Assim, numa cena que foi ao ar no dia 26/08, a mando de Beatriz (Gloria Pires), Osvaldo (Werner Schünemann) vai sequestrar a advogada Inês (Adriana Esteves), e levá-la até o alto do morro Babilônia, onde ele vai torturá-la para que ela deixe a presidência da construtora Souza Rangel. Osvaldo coloca a advogada dentro de uma pilha de pneus, em que joga gasolina e ameaçar atear fogo.
Uma conversa flagrada num bar de São Paulo, numa mesa grande onde as pessoas prestaram atenção ao capítulo da novela que a TV exibia, pode-se perceber o efeito imediato desta cena – aprovação, e votos de que as duas personagens femininas que ousaram se beijar, merecessem destino igual.
É precisamente isso que cansamos de apontar, quando falamos da influência na cultura, e na formação da subjetividade da população, pelo conteúdo da mídia.
Tudo bem que este procedimento não foi inventado pela Globo, nem pelos autores da novela, que reproduziram uma cena de violência que deve ter ocorrido em algum lugar do país, e que lhes pareceu forte o bastante para, quem sabe, resgatar a audiência nos capítulos finais.
Mas, mais do que a audiência de uma novela, cabe pensar no que deveria ser (mas infelizmente não é) a função e responsabilidade social da mídia – e, particularmente, quando falamos de uma mídia de massas, que também é uma concessão pública.
A novela terminou, e não há resgate possível, nela, com relação ao episódio em questão. Mas também não podemos deixá-lo passar em branco e, no mínimo, alertar os autores de novela, os decisores da mídia, e as autoridades governamentais, sobre o prejuízo que esta inconsequência pode trazer para a nossa sociedade, naturalizando assim mais este episódio de violência de gênero, e de violência em geral.

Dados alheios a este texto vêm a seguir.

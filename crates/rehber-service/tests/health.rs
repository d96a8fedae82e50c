//! Health and banner endpoint integration tests.

mod common;

use common::TestHarness;

#[tokio::test]
async fn health_check_returns_ok() {
    let harness = TestHarness::new();

    let response = harness.server.get("/health").await;

    response.assert_status_ok();
    let body: serde_json::Value = response.json();
    assert_eq!(body["status"], "OK");
    assert_eq!(body["service"], "rehber-service");
    assert!(body["timestamp"].is_string());
}

#[tokio::test]
async fn banner_lists_endpoints() {
    let harness = TestHarness::new();

    let response = harness.server.get("/").await;

    response.assert_status_ok();
    let body: serde_json::Value = response.json();
    assert_eq!(body["endpoints"]["api"], "/api");
    assert_eq!(body["endpoints"]["admin"], "/api/admin");
}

Ainda mais num tempo em que parece estar se legitimando o “fazer a justiça com as próprias mãos”, como relatado em dois episódios recentes, cobertos pela mídia.
No primeiro, a população agarra um moleque que roubou algo do supermercado, amarra o menino num poste, e bate nele até matá-lo, em São Luiz do Maranhão (http://extra.globo.com/casos-de-policia/assaltante-amarrado-em-poste-espancado-ate-morte-por-pedestres-em-sao-luis-16686215.html). E, mais recentemente, um final trágico similar teria sido corajosamente sustado pela intervenção de Joel Rufino, historiador, que impede o linchamento de um ladrão, ensanguentado, que levava porrada de saradões, mulheres, velhos, em Copacabana, no sábado passado, enquanto um policial civil armado assistia a tudo sem se meter. (Mamapress, no site Geledés – fonte: http://joelrufinodossantos.com.br/paginas/biografia.asp)
Precisamos veicular este nosso alerta. E, mais do que isso, precisamos de uma manifestação impactante dos órgão que combatem a violência de gênero, que traçam políticas públicas de interesse das mulheres, e que, ao menos teoricamente, podem inclusive impactar em algum alerta institucional a ser encaminhado à Globo, com repercussão pública, para que tais situações não se repitam e, se possível, tenham algum espaço de resgate, de modo a contrabalançar o seu efeito nocivo.